Extracted from The Star
Date: 27 January 2002
When courts can't do their bit for the environs
By Chelsea L.Y. Ng
KUALA LUMPUR: There is not enough public interest in environmental litigation in the country to allow the courts to do their bit in conserving the environment, Court of Appeal judge Datuk Gopal Sri Ram said in a seminar yesterday.
The judge, who is known for his outspokenness, said there were "quite a number" of laws enacted to protect the environment but "what is missing is a will on the part of the public to comply with the relevant laws, coupled with an apparent reluctance on the part of the appropriate authorities to enforce those laws."
"As long as there is indifference, the environment will continue to suffer. And you cannot blame the courts because we cannot deal with complaints that are never brought to us.
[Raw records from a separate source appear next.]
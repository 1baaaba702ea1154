//! The closed value model for stored documents.
//!
//! Every record is a mapping from attribute names to [`Value`]s. Leaves are
//! text, numbers, dates and binary blobs; internal nodes are sequences and
//! mappings. There is no null and no boolean; JSON input carrying either is
//! rejected at conversion time.

use std::cmp::Ordering;
use std::collections::BTreeMap;
use std::fmt;

use chrono::{DateTime, Utc};
use serde::{Deserialize, Serialize};

use crate::document::path::{parse_index, split_path};
use crate::error::ValueError;

/// A stored document: attribute name to value.
pub type Record = BTreeMap<String, Value>;

/// A numeric value, keeping integers and floats apart.
#[derive(Debug, Clone, Copy, PartialEq, Serialize, Deserialize)]
#[serde(rename_all = "lowercase")]
pub enum Number {
    /// A signed 64-bit integer.
    Integer(i64),
    /// A 64-bit float.
    Float(f64),
}

impl Number {
    /// Returns the value as a float.
    pub fn as_f64(&self) -> f64 {
        match self {
            Number::Integer(i) => *i as f64,
            Number::Float(f) => *f,
        }
    }

    /// Returns false for NaN and infinities.
    pub fn is_finite(&self) -> bool {
        match self {
            Number::Integer(_) => true,
            Number::Float(f) => f.is_finite(),
        }
    }
}

impl fmt::Display for Number {
    fn fmt(&self, f: &mut fmt::Formatter<'_>) -> fmt::Result {
        match self {
            Number::Integer(i) => write!(f, "{}", i),
            // Debug always prints a fractional part or exponent
            Number::Float(v) => write!(f, "{:?}", v),
        }
    }
}

/// A value inside a record.
#[derive(Debug, Clone, PartialEq, Serialize, Deserialize)]
#[serde(tag = "type", content = "value", rename_all = "lowercase")]
pub enum Value {
    /// UTF-8 text.
    Text(String),
    /// An integer or float.
    Number(Number),
    /// A point in time.
    Date(DateTime<Utc>),
    /// Opaque binary data.
    Blob(#[serde(with = "blob_base64")] Vec<u8>),
    /// An ordered sequence of values.
    Sequence(Vec<Value>),
    /// A keyed mapping of values.
    Mapping(BTreeMap<String, Value>),
}

impl Value {
    /// Creates a blob value.
    pub fn blob(bytes: impl Into<Vec<u8>>) -> Self {
        Value::Blob(bytes.into())
    }

    /// Creates an empty mapping.
    pub fn empty_mapping() -> Self {
        Value::Mapping(BTreeMap::new())
    }

    /// Returns the lowercase name of this value's kind.
    pub fn type_name(&self) -> &'static str {
        match self {
            Value::Text(_) => "text",
            Value::Number(_) => "number",
            Value::Date(_) => "date",
            Value::Blob(_) => "blob",
            Value::Sequence(_) => "sequence",
            Value::Mapping(_) => "mapping",
        }
    }

    /// Returns true for sequences and mappings.
    pub fn is_collection(&self) -> bool {
        matches!(self, Value::Sequence(_) | Value::Mapping(_))
    }

    /// Returns the text if this is a text value.
    pub fn as_text(&self) -> Option<&str> {
        match self {
            Value::Text(s) => Some(s),
            _ => None,
        }
    }

    /// Returns the number if this is a numeric value.
    pub fn as_number(&self) -> Option<Number> {
        match self {
            Value::Number(n) => Some(*n),
            _ => None,
        }
    }

    /// Returns the date if this is a date value.
    pub fn as_date(&self) -> Option<&DateTime<Utc>> {
        match self {
            Value::Date(d) => Some(d),
            _ => None,
        }
    }

    /// Returns the bytes if this is a blob.
    pub fn as_blob(&self) -> Option<&[u8]> {
        match self {
            Value::Blob(b) => Some(b),
            _ => None,
        }
    }

    /// Returns the elements if this is a sequence.
    pub fn as_sequence(&self) -> Option<&[Value]> {
        match self {
            Value::Sequence(items) => Some(items),
            _ => None,
        }
    }

    /// Returns the entries if this is a mapping.
    pub fn as_mapping(&self) -> Option<&BTreeMap<String, Value>> {
        match self {
            Value::Mapping(map) => Some(map),
            _ => None,
        }
    }

    /// Looks up an escaped, dotted key path below this value.
    ///
    /// Segments follow the attribute path rules, so `a\.b` names the key
    /// `a.b`. Numeric segments index into sequences.
    pub fn lookup(&self, key_path: &str) -> Option<&Value> {
        self.lookup_segments(&split_path(key_path))
    }

    /// Looks up unescaped path segments below this value. No segments
    /// returns the value itself.
    pub fn lookup_segments<S: AsRef<str>>(&self, segments: &[S]) -> Option<&Value> {
        segments
            .iter()
            .try_fold(self, |current, segment| match current {
                Value::Mapping(map) => map.get(segment.as_ref()),
                Value::Sequence(items) => parse_index(segment.as_ref()).and_then(|i| items.get(i)),
                _ => None,
            })
    }

    /// Orders two values for sorting.
    ///
    /// Values of the same kind compare naturally (numbers numerically, dates
    /// chronologically, text and blobs lexically); different kinds order by
    /// kind so that the ordering is total.
    pub fn sort_cmp(&self, other: &Value) -> Ordering {
        match (self, other) {
            (Value::Text(a), Value::Text(b)) => a.cmp(b),
            (Value::Number(Number::Integer(a)), Value::Number(Number::Integer(b))) => a.cmp(b),
            (Value::Number(a), Value::Number(b)) => a
                .as_f64()
                .partial_cmp(&b.as_f64())
                .unwrap_or(Ordering::Equal),
            (Value::Date(a), Value::Date(b)) => a.cmp(b),
            (Value::Blob(a), Value::Blob(b)) => a.cmp(b),
            (Value::Sequence(a), Value::Sequence(b)) => a.len().cmp(&b.len()),
            (Value::Mapping(a), Value::Mapping(b)) => a.len().cmp(&b.len()),
            _ => self.kind_rank().cmp(&other.kind_rank()),
        }
    }

    fn kind_rank(&self) -> u8 {
        match self {
            Value::Number(_) => 0,
            Value::Date(_) => 1,
            Value::Text(_) => 2,
            Value::Blob(_) => 3,
            Value::Sequence(_) => 4,
            Value::Mapping(_) => 5,
        }
    }

    /// Converts a JSON value into a document value.
    ///
    /// JSON `null` and booleans have no storable counterpart and fail with
    /// [`ValueError::UnsupportedValueType`].
    pub fn from_json(json: serde_json::Value) -> Result<Value, ValueError> {
        convert_json(json, &mut Vec::new())
    }

    /// Renders this value as plain JSON.
    ///
    /// Dates become RFC 3339 strings and blobs become base64 strings, so the
    /// result is meant for display rather than for a lossless round trip.
    pub fn to_json(&self) -> serde_json::Value {
        use base64::Engine;

        match self {
            Value::Text(s) => serde_json::Value::String(s.clone()),
            Value::Number(Number::Integer(i)) => serde_json::Value::from(*i),
            Value::Number(Number::Float(f)) => serde_json::Number::from_f64(*f)
                .map(serde_json::Value::Number)
                .unwrap_or(serde_json::Value::Null),
            Value::Date(d) => serde_json::Value::String(d.to_rfc3339()),
            Value::Blob(b) => serde_json::Value::String(
                base64::engine::general_purpose::STANDARD.encode(b),
            ),
            Value::Sequence(items) => {
                serde_json::Value::Array(items.iter().map(Value::to_json).collect())
            }
            Value::Mapping(map) => serde_json::Value::Object(
                map.iter().map(|(k, v)| (k.clone(), v.to_json())).collect(),
            ),
        }
    }
}

/// Converts a JSON object into a record.
pub fn record_from_json(json: serde_json::Value) -> Result<Record, ValueError> {
    match Value::from_json(json)? {
        Value::Mapping(map) => Ok(map),
        other => Err(ValueError::UnsupportedValueType {
            path: String::new(),
            found: format!("{} at record root", other.type_name()),
        }),
    }
}

/// Renders a record as plain JSON.
pub fn record_to_json(record: &Record) -> serde_json::Value {
    serde_json::Value::Object(
        record
            .iter()
            .map(|(k, v)| (k.clone(), v.to_json()))
            .collect(),
    )
}

fn convert_json(json: serde_json::Value, path: &mut Vec<String>) -> Result<Value, ValueError> {
    let unsupported = |found: &str, path: &[String]| ValueError::UnsupportedValueType {
        path: path.join("."),
        found: found.to_string(),
    };

    match json {
        serde_json::Value::Null => Err(unsupported("null", path)),
        serde_json::Value::Bool(_) => Err(unsupported("boolean", path)),
        serde_json::Value::String(s) => Ok(Value::Text(s)),
        serde_json::Value::Number(n) => {
            if let Some(i) = n.as_i64() {
                Ok(Value::Number(Number::Integer(i)))
            } else if let Some(f) = n.as_f64() {
                Ok(Value::Number(Number::Float(f)))
            } else {
                Err(unsupported("number", path))
            }
        }
        serde_json::Value::Array(items) => {
            let mut out = Vec::with_capacity(items.len());
            for (i, item) in items.into_iter().enumerate() {
                path.push(i.to_string());
                out.push(convert_json(item, path)?);
                path.pop();
            }
            Ok(Value::Sequence(out))
        }
        serde_json::Value::Object(map) => {
            let mut out = BTreeMap::new();
            for (k, v) in map {
                path.push(k.clone());
                let converted = convert_json(v, path)?;
                path.pop();
                out.insert(k, converted);
            }
            Ok(Value::Mapping(out))
        }
    }
}

impl fmt::Display for Value {
    fn fmt(&self, f: &mut fmt::Formatter<'_>) -> fmt::Result {
        match self {
            Value::Text(s) => write!(f, "{}", s),
            Value::Number(n) => write!(f, "{}", n),
            Value::Date(d) => write!(f, "{}", d.to_rfc3339()),
            Value::Blob(b) => write!(f, "<{} bytes>", b.len()),
            Value::Sequence(_) | Value::Mapping(_) => write!(f, "{}", self.to_json()),
        }
    }
}

impl From<&str> for Value {
    fn from(s: &str) -> Self {
        Value::Text(s.to_string())
    }
}

impl From<String> for Value {
    fn from(s: String) -> Self {
        Value::Text(s)
    }
}

impl From<i64> for Value {
    fn from(i: i64) -> Self {
        Value::Number(Number::Integer(i))
    }
}

impl From<i32> for Value {
    fn from(i: i32) -> Self {
        Value::Number(Number::Integer(i as i64))
    }
}

impl From<f64> for Value {
    fn from(f: f64) -> Self {
        Value::Number(Number::Float(f))
    }
}

impl From<Number> for Value {
    fn from(n: Number) -> Self {
        Value::Number(n)
    }
}

impl From<DateTime<Utc>> for Value {
    fn from(d: DateTime<Utc>) -> Self {
        Value::Date(d)
    }
}

impl From<Vec<Value>> for Value {
    fn from(items: Vec<Value>) -> Self {
        Value::Sequence(items)
    }
}

impl From<BTreeMap<String, Value>> for Value {
    fn from(map: BTreeMap<String, Value>) -> Self {
        Value::Mapping(map)
    }
}

/// Serde module for blobs as base64 strings.
mod blob_base64 {
    use base64::{Engine, engine::general_purpose::STANDARD};
    use serde::{Deserialize, Deserializer, Serializer};

    pub fn serialize<S>(bytes: &[u8], serializer: S) -> Result<S::Ok, S::Error>
    where
        S: Serializer,
    {
        serializer.serialize_str(&STANDARD.encode(bytes))
    }

    pub fn deserialize<'de, D>(deserializer: D) -> Result<Vec<u8>, D::Error>
    where
        D: Deserializer<'de>,
    {
        let s = String::deserialize(deserializer)?;
        STANDARD.decode(s).map_err(serde::de::Error::custom)
    }
}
"If you want the judiciary to act, then perhaps, the answer lies in making it easy and inexpensive for public-spirited citizens and organisations to invoke the court's jurisdiction to ensure that those charged with enforcing the law do their duty.
"And the Malaysian judiciary should respond in a positive manner by not insisting on the filing of formal applications. It should be prepared to abandon formalism in the field of public interest litigation," he said before engaging in a dialogue session with several participants of a seminar entitled "The Malaysian Judiciary and the Environment" organised by the Bar Council.
He added that complaints made informally in writing by either individuals or non-governmental organisations could be addressed to the Chief Judge of a appropriate High Court, who would then refer each case to a single judge to access the genuineness and prima facie merits of a complaint.
Once the judge is satisfied, he should report his views to the Chief Judge, who could then assign the matter to any judge of the appropriate High Court, he said.
The said High Court judge should then treat the informal complaint as an application for judicial review and issue notices to the complainant, the relevant public authority against whom the complaint was directed at, the Bar Council and the Attorney General.
"The hearing at the return date of the notice may be treated as the hearing of the application for leave. If leave is granted, directions may be given, including the filing of affidavits and other cause papers.
"In the event that the particular complainant is impecunious, the court may direct the Bar Council to provide legal assistance through its legal aid centre.
"The rest of the process could follow along the lines of any ordinary application for judicial review. In the interest of justice, provisions should be made disentitling all parties from obtaining an order for costs save in the most exceptional of cases," he said.
Sri Ram also pointed out the importance of the courts carrying out a balance exercise when adjudicating on public interest environmental cases, which aimed at protecting the environment.
He said the court would have to consider, at one end, the public interest in preserving and protecting the environment and at another, the necessity to ensure that bona fide economic interests vital to the nation's survival were not necessarily harmed or destroyed.
The answer, he said, might lie in the kind of remedy, especially the kind of directions that the court issues.
Also present at the seminar was council chairman Mah Weng Kwai.
In his welcoming address, he said the country urgently needed a dynamic growth of environmental laws to protect the environment.